Work order => Give the number of lines in the material below that contain the word "daemon". No other content is needed.

Data for this task =>
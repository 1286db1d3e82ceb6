//! CLI command modules.

pub mod http;
pub mod sessions;
pub mod status;
//! stride-ctl — command-line interface for the Stride daemon.

use anyhow::{Context, Result};

mod cmd;

use cmd::sessions::{
    cmd_participant_kick, cmd_session_create, cmd_session_drop, cmd_session_inspect,
    cmd_session_list, cmd_session_reset, cmd_session_start,
};
use cmd::status::{cmd_shutdown, cmd_status};

const DEFAULT_PORT: u16 = 9030;

fn print_usage() {
    println!("Usage: stride-ctl [--port <port>] <command>");
    println!();
    println!("Commands:");
    println!("  status                      Show daemon status and all sessions");
    println!("  create <name>               Create a session");
    println!("  sessions                    List active sessions");
    println!("  sessions inspect <id>       Show one session's full snapshot");
    println!("  sessions drop <id>          Delete a session");
    println!("  start <id>                  Start the walk");
    println!("  reset <id>                  Reset the walk, keeping the roster");
    println!("  kick <id> <participant>     Remove a participant");
    println!("  shutdown                    Stop the daemon");
    println!();
    println!("Options:");
    println!("  --port <port>   API port (default: {})", DEFAULT_PORT);
}

// ── Entry point ───────────────────────────────────────────────────────────────

#[tokio::main]
async fn main() -> Result<()> {
    let args: Vec<String> = std::env::args().skip(1).collect();

    // Parse --port option
    let mut port = DEFAULT_PORT;
    let mut remaining: Vec<&str> = Vec::new();
    let mut i = 0;
    while i < args.len() {
        if args[i] == "--port" {
            i += 1;
            port = args
                .get(i)
                .context("--port requires a value")?
                .parse()
                .context("--port must be a number")?;
        } else {
            remaining.push(&args[i]);
        }
        i += 1;
    }

    match remaining.as_slice() {
        ["status"] | [] => cmd_status(port).await,
        ["create", name] => cmd_session_create(port, name).await,
        ["sessions"] => cmd_session_list(port).await,
        ["sessions", "inspect", id] => cmd_session_inspect(port, id).await,
        ["sessions", "drop", id] => cmd_session_drop(port, id).await,
        ["start", id] => cmd_session_start(port, id).await,
        ["reset", id] => cmd_session_reset(port, id).await,
        ["kick", id, participant] => cmd_participant_kick(port, id, participant).await,
        ["shutdown"] => cmd_shutdown(port).await,
        ["help"] | ["--help"] | ["-h"] => {
            print_usage();
            Ok(())
        }
        other => {
            eprintln!("Unknown command: {}", other.join(" "));
            print_usage();
            std::process::exit(1);
        }
    }
}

Solution to the exercise => 3